History of Western Philosophy - Bertrand Russell [396]
Although the book as a whole is much less rhetorical than most of Rousseau's writing, the first chapter opens with a very forceful piece of rhetoric: 'Man is born free, and everywhere he is in chains. One man thinks himself the master of others, but remains more of a slave than they are.' Liberty is the nominal goal of Rousseau's thought, but in fact it is equality that he values, and that he seeks to secure even at the expense of liberty.
His conception of the Social Contract seems, at first, analogous to Locke's, but soon shows itself more akin to that of Hobbes. In the development from the state of nature, there comes a time when individuals can no longer maintain themselves in primitive independence; it then becomes necessary to self-preservation that they should unite to form a society. But how can I pledge my liberty without harming my interests? 'The problem is to find a form of association which will defend and protect with the whole common force the person and goods of each associate, and in which each, while uniting himself with all, may still obey himself alone, and remain as free as before. This is the fundamental problem of which the Social Contract provides the solution.'
The Contract consists in 'the total alienation of each associate, together with all his rights, to the whole community; for, in the first place, as each gives himself absolutely, the conditions are the same for all; and this being so, no one has any interest in making them burdensome to others'. The alienation is to be without reserve. 'If individuals retained certain rights, as there would be no common superior to decide between them and the public, each, being on one point his own judge, would ask to be so on all; the state of nature would thus continue, and the association would necessarily become inoperative or tyrannical.'
This implies a complete abrogation of liberty and a complete rejection of the doctrine of the rights of man. It is true that, in a later chapter, there is some softening of this theory. It is there said that, although the social contract gives the body politic absolute power over all its members, nevertheless human beings have natural rights as men. 'The sovereign cannot impose upon its subjects any fetters that are useless to the community, nor can it even wish to do so.' But the sovereign is the sole judge of what is useful or useless to the community. It is clear that only a very feeble obstacle is thus opposed to collective tyranny.
It should be observed that the 'sovereign' means, in Rousseau, not the monarch or the government, but the community in its collective and legislative capacity.
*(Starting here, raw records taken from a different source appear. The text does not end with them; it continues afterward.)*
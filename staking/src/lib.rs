//! # TRv1 Staking
//!
//! Proof-of-stake bookkeeping and validator lifecycle for the TRv1 chain.
//!
//! The crate is driven once per block by the consensus host:
//!
//! - **begin block**: last-commit participation feeds the [`liveness`]
//!   tracker, which deactivates validators that miss too many blocks, and
//!   double-sign evidence is [`slashing`]-ed.
//! - **transactions**: the [`delegation`] ledger bonds, unbonds and
//!   redelegates stake.  Validator bonded totals follow through
//!   [`hooks::DelegationHooks`].
//! - **end block**: validators inactive for too long are closed, matured
//!   exit queues are settled and the [`validator_set`] selector returns the
//!   updates for consensus.
//!
//! All state lives in a host-provided ordered [`store::KvStore`].  Run each
//! block against a [`store::CacheStore`] and commit it only on success.
//!
//! ## Quick start
//!
//! ```rust
//! use {
//!     solana_pubkey::Pubkey,
//!     trv1_staking::{
//!         AccountLedger, BeginBlockRequest, BlockContext, CacheStore, Delegation,
//!         DelegationLedger, MemAccounts, MemStore, StakingEngine, StakingParams, Validator,
//!         ValidatorRegistry,
//!     },
//! };
//!
//! let validator = Pubkey::new_from_array([1; 32]);
//! let delegator = Pubkey::new_from_array([2; 32]);
//! let engine = StakingEngine::new(StakingParams::default()).unwrap();
//! let mut state = MemStore::new();
//! let mut accounts = MemAccounts::with_balances([(delegator, 1_000)]);
//!
//! let mut block = CacheStore::new(&mut state);
//! let ctx = BlockContext::new(1, 1_700_000_000);
//! engine.begin_block(&mut block, &ctx, &BeginBlockRequest::default()).unwrap();
//! ValidatorRegistry::new(&mut block)
//!     .create_validator(&Validator::new(validator, delegator, ctx.height))
//!     .unwrap();
//! let bond = Delegation { delegator, validator, amount: 600, is_compound: false };
//! DelegationLedger::new(&mut block).delegate(&mut accounts, &bond, false).unwrap();
//! let updates = engine.end_block(&mut block, &mut accounts, &ctx).unwrap();
//! block.commit();
//!
//! assert_eq!(updates[0].power, 600);
//! assert_eq!(accounts.balance(&delegator), 400);
//! ```

pub mod accounts;
pub mod config;
pub mod delegation;
pub mod engine;
pub mod error;
pub mod hooks;
pub mod keys;
pub mod liveness;
pub mod registry;
pub mod slashing;
pub mod store;
pub mod types;
pub mod validator_set;


// Re-exports for convenience.
pub use {
    accounts::{AccountLedger, MemAccounts},
    config::{StakingParams, BPS_DENOMINATOR},
    delegation::{DelegationLedger, QueueEntry},
    engine::{BeginBlockRequest, StakingEngine},
    error::{StakingError, StakingResult},
    hooks::DelegationHooks,
    keys::QueueEntryId,
    liveness::LivenessTracker,
    registry::{RegistryHooks, ValidatorRegistry},
    slashing::{SlashOutcome, SlashingEngine},
    store::{CacheStore, KvStore, MemStore},
    types::{
        BlockContext, Delegation, InactiveReason, Misbehavior, RedelegationInfo,
        UnbondingDelegation, Validator, ValidatorStatus, ValidatorUpdate, ValidatorVoteInfo,
        VoteSignal,
    },
    validator_set::ValidatorSetSelector,
};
The Social Contract can be stated in the following words. 'Each of us puts his person and all his power in common under the supreme direction of the general will, and, in our corporate capacity, we receive each member as an indivisible part of the whole.' This act of association creates a moral and collective body, which is called the 'State' when passive, the 'Sovereign' when active, and a 'Power' in relation to other bodies like itself.
The conception of the 'general will', which appears in the above wording of the Contract, plays a very important part in Rousseau's system.